Estirei minhas pernas sobre o sofá, aproveitando o tempo sozinha sem papai ou mamãe em casa. Muito menos Oliver, curtindo lá fora o ano-novo com os amigos. O meu inicio de ano foi arruinado e por mais que eu queira não ter sido atingida tão facilmente com a cena daquele beijo, nada é como eu quero, igualmente ao pedido que fiz ao lado de Jesse durante a queima de fogos lá fora.

Comecei a me odiar por muito motivos. O principal deles é o quanto estou sento estupida em pensar, por um momento, em desmoronar toda a minha raiva pra fora através de lagrimas.

Ouço batidas na porta. É uma pena que eu não tenha trancado e apagado as luzes logo depois de entrar. Assim, ninguém notaria a minha existência. Sento sobre o sofá curiosa. Mas quem pode ser? Há três possibilidades: Oliver, Jesse ou Amy. Não quero ver nenhum dos três. O que devo fazer para evitar isso?

Mas pode ser o Jesse. O Jesse. Com alguma explicação, alguma justificativa ou qualquer coisa que me diga o que exatamente o que aconteceu lá fora entre ele e a Amy. O beijo.

Corro para ver.

— Ah. Oi Andrew. – digo secamente sem conseguir esconder meu desapontamento, dando as costas, o deixando entrar.

— Nada feliz em me ver? – ele pergunta sorrindo, sentado ao meu lado no sofá onde já me espalhei.

Fiquei em duvida se deveria responder ou não. Estou com o pavio curto, posso ser fingida ou mal-educada. De mim pode se esperar tudo.

— Desculpe incomodar. – ele se inclinou pra perto de mim. — Só passei aqui para te desejar... Feliz ano-novo!

Sem que eu esperasse, Andrew me puxou para um abraço carinhoso. Enterrando seu rosto na curvatura do meu pescoço. Eu jurava que ele estava me evitando desde o ultimo incidente com Tyler, quando socou o rosto dele por vê-lo me beijar. Mas pelo visto, as coisas mudaram, ou era só mais uma coisa da minha mente fértil.

Afinal, não sou o centro do mundo. Pelo contrário, na maior parte do tempo, o mundo parece estar contra mim.

Andrew prolongara nosso abraço por tempo demais. O que me pareceu muito estranho. Não era um abraço normal, um abraço qualquer.

Ainda muito próximo a mim, Andrew desenterrou seu rosto lentamente do meu pescoço e tocou nossas bochechas uma na outra.
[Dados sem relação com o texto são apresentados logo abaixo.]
use clap::{Parser, Subcommand};
use std::net::SocketAddr;
use std::path::{Path, PathBuf};
use std::sync::Arc;
use tracing_subscriber::{layer::SubscriberExt, util::SubscriberInitExt};
use utoipa::OpenApi;
use utoipa_swagger_ui::SwaggerUi;

use cert_render::{CertificateRenderer, FontResolver, PlacementSpec, FONT_CATALOG};
use certportal::api;
use certportal::assets::{AssetCategory, AssetLoader};
use certportal::server;

#[derive(Parser)]
#[command(name = "certportal")]
#[command(about = "Certificate portal - personalized PNG certificates for event participants")]
struct Cli {
    #[command(subcommand)]
    command: Option<Commands>,
}

#[derive(Subcommand)]
enum Commands {
    /// Start the HTTP server
    Serve,
    /// Render one certificate to a PNG file
    Render {
        /// Template image (PNG or JPEG)
        #[arg(short, long)]
        template: PathBuf,

        /// Name to draw
        #[arg(short, long)]
        name: String,

        /// Output PNG file path
        #[arg(short, long)]
        output: PathBuf,

        /// Horizontal centre in percent of the width
        #[arg(short = 'x', long, default_value_t = 50.0)]
        x: f32,

        /// Vertical centre in percent of the height
        #[arg(short = 'y', long, default_value_t = 50.0)]
        y: f32,

        /// Font size in pixels (8-200)
        #[arg(short, long, default_value_t = 36)]
        size: u32,

        /// Text colour as #RRGGBB
        #[arg(short, long, default_value = "#000000")]
        color: String,

        /// Font key (see `certportal fonts`)
        #[arg(short, long, default_value = "arial")]
        font: String,
    },
    /// Show the font catalog and where each font resolves
    Fonts,
    /// Extract embedded assets to filesystem for customization
    Init {
        /// Extract font files
        #[arg(long)]
        fonts: bool,

        /// Extract config.yaml
        #[arg(long)]
        config: bool,

        /// Extract all assets
        #[arg(long)]
        all: bool,

        /// Overwrite existing files
        #[arg(long, short)]
        force: bool,

        /// List embedded assets without extracting
        #[arg(long)]
        list: bool,
    },
}

/// OpenAPI documentation
#[derive(OpenApi)]
#[openapi(
    info(
        title = "certportal API",
        description = "Participant-facing certificate endpoints",
        version = "0.1.0",
        license(name = "MIT")
    ),
    paths(
        api::public::list_events,
        api::public::list_archive,
        api::public::get_event,
        api::public::issue_captcha,
        api::public::verify_email,
        api::public::preview_certificate,
        api::public::download_certificate,
    ),
    components(schemas(
        api::EventSummary,
        api::CaptchaResponse,
        api::VerifyRequest,
        api::VerifyResponse,
    )),
    tags(
        (name = "Events", description = "Event listing"),
        (name = "Certificates", description = "Email verification and certificate delivery")
    )
)]
struct ApiDoc;

#[tokio::main]
async fn main() -> anyhow::Result<()> {
    let cli = Cli::parse();

    match cli.command {
        Some(Commands::Render {
            template,
            name,
            output,
            x,
            y,
            size,
            color,
            font,
        }) => {
            let placement = PlacementSpec {
                x_percent: x,
                y_percent: y,
                font_size: size,
                font_color: color,
                font_key: font,
            };
            run_render_command(&template, &name, &output, &placement)
        }
        Some(Commands::Fonts) => {
            run_fonts_command();
            Ok(())
        }
        Some(Commands::Init {
            fonts,
            config,
            all,
            force,
            list,
        }) => run_init_command(fonts, config, all, force, list),
        Some(Commands::Serve) => run_server().await,
        None => {
            run_status_command();
            Ok(())
        }
    }
}

/// Minimal logging for CLI commands
fn init_cli_logging() {
    tracing_subscriber::registry()
        .with(
            tracing_subscriber::EnvFilter::try_from_default_env()
                .unwrap_or_else(|_| "certportal=warn,cert_render=warn".into()),
        )
        .with(tracing_subscriber::fmt::layer().without_time())
        .init();
}

/// Font resolver over the fonts directory, seeding it first if needed
fn cli_font_resolver() -> FontResolver {
    let loader = AssetLoader::from_env();
    if let Err(e) = loader.seed() {
        tracing::warn!(%e, "Failed to seed assets");
    }
    FontResolver::new(loader.fonts_dir())
}

/// Render one certificate (no server needed)
fn run_render_command(
    template: &Path,
    name: &str,
    output: &Path,
    placement: &PlacementSpec,
) -> anyhow::Result<()> {
    init_cli_logging();

    let renderer = CertificateRenderer::new(cli_font_resolver());
    let certificate = renderer
        .render_file(template, name, placement, output)
        .map_err(|e| anyhow::anyhow!("Render error: {e}"))?;

    println!(
        "Rendered {} ({}x{}, {} bytes)",
        output.display(),
        certificate.width(),
        certificate.height(),
        certificate.as_bytes().len()
    );
    Ok(())
}

/// Print the catalog with the file each key resolves to
fn run_fonts_command() {
    init_cli_logging();

    let resolver = cli_font_resolver();
    println!("Font search path:");
    for dir in resolver.search_dirs() {
        println!("  {}", dir.display());
    }

    println!("\nFonts:");
    for entry in FONT_CATALOG {
        let location = resolver
            .locate(entry.key)
            .map(|p| p.display().to_string())
            .unwrap_or_else(|| "built-in bitmap font (no file found)".to_string());
        println!("  {:<11} {:<24} {location}", entry.key, entry.label);
        if !entry.aliases.is_empty() {
            println!("  {:<11} aliases: {}", "", entry.aliases.join(", "));
        }
    }
}

/// Extract embedded assets to filesystem
fn run_init_command(
    fonts: bool,
    config: bool,
    all: bool,
    force: bool,
    list: bool,
) -> anyhow::Result<()> {
    if list {
        println!("Embedded assets:\n");
        println!("Fonts:");
        for f in AssetLoader::list_embedded(AssetCategory::Fonts) {
            println!("  {f}");
        }
        println!("\nConfig:");
        for f in AssetLoader::list_embedded(AssetCategory::Config) {
            println!("  {f}");
        }
        return Ok(());
    }

    // Determine which categories to extract
    let mut categories = Vec::new();
    if all || fonts {
        categories.push(AssetCategory::Fonts);
    }
    if all || config {
        categories.push(AssetCategory::Config);
    }

    if categories.is_empty() {
        eprintln!("No categories specified. Use --all, --fonts, or --config");
        eprintln!("\nRun 'certportal init --list' to see embedded assets.");
        std::process::exit(1);
    }

    let loader = AssetLoader::from_env();
    let report = loader.init(&categories, force)?;

    if !report.written.is_empty() {
        println!("Extracted {} files:", report.written.len());
        for f in &report.written {
            println!("  + {f}");
        }
    }
    if !report.skipped.is_empty() {
        println!(
            "\nSkipped {} existing files (use --force to overwrite):",
            report.skipped.len()
        );
        for f in &report.skipped {
            println!("  - {f}");
        }
    }

    if report.written.is_empty() && report.skipped.is_empty() {
        println!("No files to extract.");
    }

    Ok(())
}

/// Display status and configuration information
fn run_status_command() {
    const VERSION: &str = env!("CARGO_PKG_VERSION");

    let bind_addr = std::env::var("BIND_ADDR").ok();
    let config_file = std::env::var("CONFIG_FILE").ok();
    let fonts_dir = std::env::var("FONTS_DIR").ok();
    let link_secret = std::env::var("LINK_SECRET").ok();

    println!("certportal v{VERSION}");
    println!("Personalized certificates for event participants\n");

    println!("Environment Variables:");
    println!(
        "  BIND_ADDR   = {}",
        bind_addr.as_deref().unwrap_or("0.0.0.0:3000 (default)")
    );
    println!(
        "  CONFIG_FILE = {}",
        config_file.as_deref().unwrap_or("(not set)")
    );
    println!(
        "  FONTS_DIR   = {}",
        fonts_dir.as_deref().unwrap_or("./fonts (default)")
    );
    println!(
        "  LINK_SECRET = {}",
        if link_secret.is_some() {
            "(set)"
        } else {
            "(not set, random per start)"
        }
    );

    println!("\nAsset Sources:");
    let loader = AssetLoader::from_env();

    let config_source = match loader.config_file() {
        Some(path) if path.exists() => path.display().to_string(),
        Some(_) => "embedded (file not found)".to_string(),
        None => "embedded".to_string(),
    };
    println!("  Config:  {config_source}");

    let on_disk = loader.list_font_files().len();
    let embedded = AssetLoader::list_embedded(AssetCategory::Fonts)
        .iter()
        .filter(|f| f.ends_with(".ttf") || f.ends_with(".otf"))
        .count();
    println!(
        "  Fonts:   {} ({on_disk} on disk, {embedded} embedded)",
        loader.fonts_dir().display()
    );

    println!("\nCommands:");
    println!("  certportal serve    Start the HTTP server");
    println!("  certportal render   Render one certificate to a PNG file");
    println!("  certportal fonts    Show where each catalog font resolves");
    println!("  certportal init     Extract embedded assets");
    println!("\nRun 'certportal --help' for more details.");
}

/// Run the HTTP server
async fn run_server() -> anyhow::Result<()> {
    tracing_subscriber::registry()
        .with(
            tracing_subscriber::EnvFilter::try_from_default_env()
                .unwrap_or_else(|_| "certportal=debug,cert_render=info,tower_http=debug".into()),
        )
        .with(tracing_subscriber::fmt::layer())
        .init();

    let bind_addr = std::env::var("BIND_ADDR").unwrap_or_else(|_| "0.0.0.0:3000".to_string());
    let asset_loader = Arc::new(AssetLoader::from_env());

    tracing::info!(
        fonts = %asset_loader.fonts_dir().display(),
        config = %asset_loader
            .config_file()
            .map(|p| p.display().to_string())
            .unwrap_or_else(|| "embedded".to_string()),
        "Asset sources configured"
    );

    match asset_loader.seed() {
        Ok(report) if !report.is_empty() => {
            tracing::info!(
                fonts = report.fonts_seeded.len(),
                config = report.config_seeded,
                "Seeded missing assets from embedded copies"
            );
        }
        Err(e) => {
            tracing::warn!(%e, "Failed to seed assets");
        }
        _ => {}
    }

    let state = server::create_app_state(asset_loader)?;

    let app = server::build_router(state)
        // OpenAPI documentation (production only)
        .merge(SwaggerUi::new("/swagger-ui").url("/api-docs/openapi.json", ApiDoc::openapi()));

    let listener = tokio::net::TcpListener::bind(&bind_addr).await?;
    tracing::info!(addr = %bind_addr, "certportal listening");

    axum::serve(
        listener,
        app.into_make_service_with_connect_info::<SocketAddr>(),
    )
    .await?;

    Ok(())
}
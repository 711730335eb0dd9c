//! Common test infrastructure for certportal integration tests.
//!
//! Each test file compiles its own copy of this module, so items may appear
//! unused from the perspective of a single test file even though they're
//! used elsewhere.

#![allow(dead_code)]
#![allow(unused_imports)]

pub mod app;
pub mod assertions;
pub mod fixtures;

pub use app::{TestApp, TestResponse};
pub use assertions::*;
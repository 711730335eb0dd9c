use cert_render::{PlacementSpec, DEFAULT_FONT_KEY};
use chrono::{DateTime, NaiveDate, Utc};
use rand::Rng;
use serde::{Deserialize, Serialize};
use std::fmt;

/// Event identifier.
#[derive(Debug, Clone, Copy, PartialEq, Eq, Hash, PartialOrd, Ord, Serialize, Deserialize)]
#[serde(transparent)]
pub struct EventId(pub u64);

impl fmt::Display for EventId {
    fn fmt(&self, f: &mut fmt::Formatter<'_>) -> fmt::Result {
        write!(f, "{}", self.0)
    }
}

/// Name placement stored with an event.
///
/// `x_percent`/`y_percent` stay unset until a template has been uploaded.
#[derive(Debug, Clone, PartialEq, Serialize, Deserialize)]
pub struct Placement {
    pub x_percent: Option<f32>,
    pub y_percent: Option<f32>,
    pub font_size: u32,
    pub font_color: String,
    pub font_key: String,
}

impl Default for Placement {
    fn default() -> Self {
        Self {
            x_percent: None,
            y_percent: None,
            font_size: 36,
            font_color: "#000000".to_string(),
            font_key: DEFAULT_FONT_KEY.to_string(),
        }
    }
}

impl Placement {
    pub fn is_configured(&self) -> bool {
        self.x_percent.is_some() && self.y_percent.is_some()
    }

    /// Renderer parameters, or `None` while no position is set.
    pub fn to_spec(&self) -> Option<PlacementSpec> {
        Some(PlacementSpec {
            x_percent: self.x_percent?,
            y_percent: self.y_percent?,
            font_size: self.font_size,
            font_color: self.font_color.clone(),
            font_key: self.font_key.clone(),
        })
    }

    /// Replace all values, clamping position and size and normalizing colour and font.
    pub fn apply(&mut self, spec: &PlacementSpec) {
        let spec = spec.sanitized();
        self.x_percent = Some(spec.x_percent);
        self.y_percent = Some(spec.y_percent);
        self.font_size = spec.font_size;
        self.font_color = spec.font_color;
        self.font_key = spec.font_key;
    }
}

/// Input for creating an event.
#[derive(Debug, Clone, Default)]
pub struct NewEvent {
    pub name: String,
    pub description: Option<String>,
    pub event_date: Option<NaiveDate>,
    pub is_visible: bool,
}

#[derive(Debug, Clone, PartialEq, Serialize)]
pub struct Event {
    pub id: EventId,
    pub name: String,
    pub description: Option<String>,
    pub event_date: Option<NaiveDate>,
    pub is_visible: bool,
    pub created_at: DateTime<Utc>,
    pub template_filename: Option<String>,
    pub placement: Placement,
    pub is_protected: bool,
    #[serde(skip_serializing_if = "Option::is_none")]
    pub access_token: Option<String>,
    pub is_archived: bool,
    pub show_in_archive: bool,
    pub archived_at: Option<DateTime<Utc>>,
}

impl Event {
    pub fn new(id: EventId, new: NewEvent, now: DateTime<Utc>) -> Self {
        Self {
            id,
            name: new.name,
            description: new.description,
            event_date: new.event_date,
            is_visible: new.is_visible,
            created_at: now,
            template_filename: None,
            placement: Placement::default(),
            is_protected: false,
            access_token: None,
            is_archived: false,
            show_in_archive: false,
            archived_at: None,
        }
    }

    pub fn has_template(&self) -> bool {
        self.template_filename.is_some()
    }

    /// Shown on the public event list.
    pub fn is_publicly_listed(&self) -> bool {
        self.is_visible && !self.is_archived && !self.is_protected
    }

    /// Shown on the public archive page.
    pub fn is_in_public_archive(&self) -> bool {
        self.is_visible && self.is_archived && self.show_in_archive && !self.is_protected
    }

    /// Attach a new template file, returning the one it replaces.
    ///
    /// The first template centres the name.
    pub fn set_template(&mut self, filename: String) -> Option<String> {
        if !self.placement.is_configured() {
            self.placement.x_percent = Some(50.0);
            self.placement.y_percent = Some(50.0);
        }
        self.template_filename.replace(filename)
    }

    /// Detach the template and forget the position.
    pub fn clear_template(&mut self) -> Option<String> {
        self.placement.x_percent = None;
        self.placement.y_percent = None;
        self.template_filename.take()
    }

    pub fn set_archived(&mut self, archived: bool, show_in_archive: bool, now: DateTime<Utc>) {
        if archived {
            if !self.is_archived {
                self.archived_at = Some(now);
            }
            self.is_archived = true;
            self.show_in_archive = show_in_archive;
        } else {
            self.is_archived = false;
            self.show_in_archive = false;
            self.archived_at = None;
        }
    }

    /// Turn on protection with a fresh access token and return it.
    pub fn enable_protection(&mut self) -> String {
        let token = generate_access_token();
        self.is_protected = true;
        self.access_token = Some(token.clone());
        token
    }

    pub fn disable_protection(&mut self) {
        self.is_protected = false;
        self.access_token = None;
    }

    /// Whether `token` grants access. Unprotected events need no token.
    pub fn allows_access(&self, token: Option<&str>) -> bool {
        if !self.is_protected {
            return true;
        }
        match (self.access_token.as_deref(), token) {
            (Some(expected), Some(given)) => constant_time_eq(expected.as_bytes(), given.as_bytes()),
            _ => false,
        }
    }
}

/// 32 random bytes, hex encoded.
pub fn generate_access_token() -> String {
    let bytes: [u8; 32] = rand::thread_rng().gen();
    hex::encode(bytes)
}

pub(crate) fn constant_time_eq(a: &[u8], b: &[u8]) -> bool {
    a.len() == b.len() && a.iter().zip(b).fold(0u8, |acc, (x, y)| acc | (x ^ y)) == 0
}
//! Test fixtures and constants.
//!
//! Ids follow the order of the events and participants in [`config_yaml`].

use std::path::Path;

pub const ADMIN_TOKEN: &str = "test-admin-token";
pub const LINK_SECRET: &str = "integration-test-secret";

pub const TEMPLATE_WIDTH: u32 = 400;
pub const TEMPLATE_HEIGHT: u32 = 200;

/// Seeded events
pub mod events {
    /// Public, with template and placement
    pub const WORKSHOP: u64 = 1;
    /// Not visible
    pub const HIDDEN: u64 = 2;
    /// Protected, with template
    pub const RETREAT: u64 = 3;
    /// Public, no template uploaded
    pub const NO_TEMPLATE: u64 = 4;
}

/// Seeded participants
pub mod participants {
    pub const JANE: u64 = 1;
    pub const JANE_EMAIL: &str = "jane@example.com";
    pub const MAX: u64 = 2;
    pub const MAX_EMAIL: &str = "max@example.com";
    pub const HIDDEN_EMAIL: &str = "ghost@example.com";
    pub const VIP: u64 = 4;
    pub const VIP_EMAIL: &str = "vip@example.com";
    pub const BOB_EMAIL: &str = "bob@example.com";
}

/// config.yaml for a test app whose storage lives under `root`
pub fn config_yaml(root: &Path) -> String {
    format!(
        r##"
storage:
  templates_dir: {templates}
  certificates_dir: {certificates}
links:
  validity_secs: 600
  secret: {LINK_SECRET}
captcha:
  ttl_secs: 60
proxy:
  trust_forwarded_headers: true
admins:
  - username: tester
    token: {ADMIN_TOKEN}
events:
  - name: Rust Workshop
    description: Hands-on async Rust
    date: 2026-05-20
    template: workshop.png
    placement:
      x_percent: 50
      y_percent: 40
      font_size: 24
      font_color: "#1a1a80"
      font_key: helvetica
    participants:
      - name: Jane Doe
        email: jane@example.com
      - name: Max Muster
        email: max@example.com
  - name: Hidden Meetup
    visible: false
    participants:
      - name: Ghost
        email: ghost@example.com
  - name: Private Retreat
    protected: true
    template: retreat.png
    participants:
      - name: Very Important
        email: vip@example.com
  - name: Plain Event
    participants:
      - name: Bob
        email: bob@example.com
"##,
        templates = root.join("templates").display(),
        certificates = root.join("certificates").display(),
    )
}

/// White PNG of the given size
pub fn blank_png(width: u32, height: u32) -> Vec<u8> {
    let img = image::RgbImage::from_pixel(width, height, image::Rgb([255, 255, 255]));
    let mut bytes = Vec::new();
    img.write_to(&mut std::io::Cursor::new(&mut bytes), image::ImageFormat::Png)
        .expect("Failed to encode PNG");
    bytes
}

/// White JPEG of the given size
pub fn blank_jpeg(width: u32, height: u32) -> Vec<u8> {
    let img = image::RgbImage::from_pixel(width, height, image::Rgb([255, 255, 255]));
    let mut bytes = Vec::new();
    img.write_to(&mut std::io::Cursor::new(&mut bytes), image::ImageFormat::Jpeg)
        .expect("Failed to encode JPEG");
    bytes
}

/// Answer a question like `7 × 3 = ?`
pub fn solve_captcha(question: &str) -> String {
    let parts: Vec<&str> = question.split_whitespace().collect();
    assert_eq!(parts.len(), 5, "Unexpected captcha question: {question}");
    let a: i64 = parts[0].parse().expect("left operand");
    let b: i64 = parts[2].parse().expect("right operand");
    let result = match parts[1] {
        "+" => a + b,
        "-" => a - b,
        "×" => a * b,
        op => panic!("Unknown captcha operator {op}"),
    };
    result.to_string()
}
Senti que ele está quente e isso é muito bom. Sinto-o respirar devagar e ao mesmo tempo desacelerado. Mesmo que nenhum de nós dissesse nada, seus pensamentos são muito altos.

Ele me beijou. Porque era exatamente isso que ele queria, foi o porque dele estar ali. Não foi só por um simples “Feliz ano-novo!”

— Hayley... – e mais uma vez, assustados, eu e Andrew nos afastamos como se acabássemos de levar um choque. Jesse estava na porta com os olhos arregalados e a boca entreaberta. — Andrew?

— Ah. Oi Jesse. – Andrew sorriu, mexendo os dedos incomodado com a situação. Eu nem saberia o que dizer diante daquele constrangimento. De repente, a noite de ano-novo estava superando qualquer vontade que eu tive de que tudo desse certo. Pelo menos uma vez. Mas acho que não mereço isso. — Como vai?

— O que faz aqui? – Jesse fechou a porta atrás de si. — Eu pensei que... Ah, deixa pra lá. – ele recuou, voltando a porta. — Não queria interromper vocês. Eu sinto muito.

Jesse se foi. Tive vontade de gritar seu nome e pedir que ele ficasse. Eu tinha explicações, acho que devia a ele uma explicação. Mas meu grito ficou entalado no meio da garganta me impossibilitando de agir.

— Impressão minha ou ele não gostou do que viu? – Andrew perguntou, voltando a olhar pra mim.

— Impressão sua. – eu sorri. Ou não? Ou Andrew tinha razão? E se sim, isso era algo positivo ou negativo? — Estou com dor de cabeça, acho que vou deitar. Sei que é cedo, mas...

— Tudo bem, Hayley. Eu já entendi o recado – ele piscou graciosamente e se levantou. — Fica bem. Até outro dia. E desculpe-me por qualquer coisa. Caso você não tenha gostado. Eu gostei.

Ousado e provocante.

Em meu quarto, puxei de baixo da cama a caixa de Brandon. Não saberia definir o que estava sentindo naquele momento. Como muitas vezes eu só queria que Brandon estivesse ali mais que qualquer outra coisa no mundo. Ainda mais que o pedido que fiz aos céus na virada do ano alguns minutos atrás..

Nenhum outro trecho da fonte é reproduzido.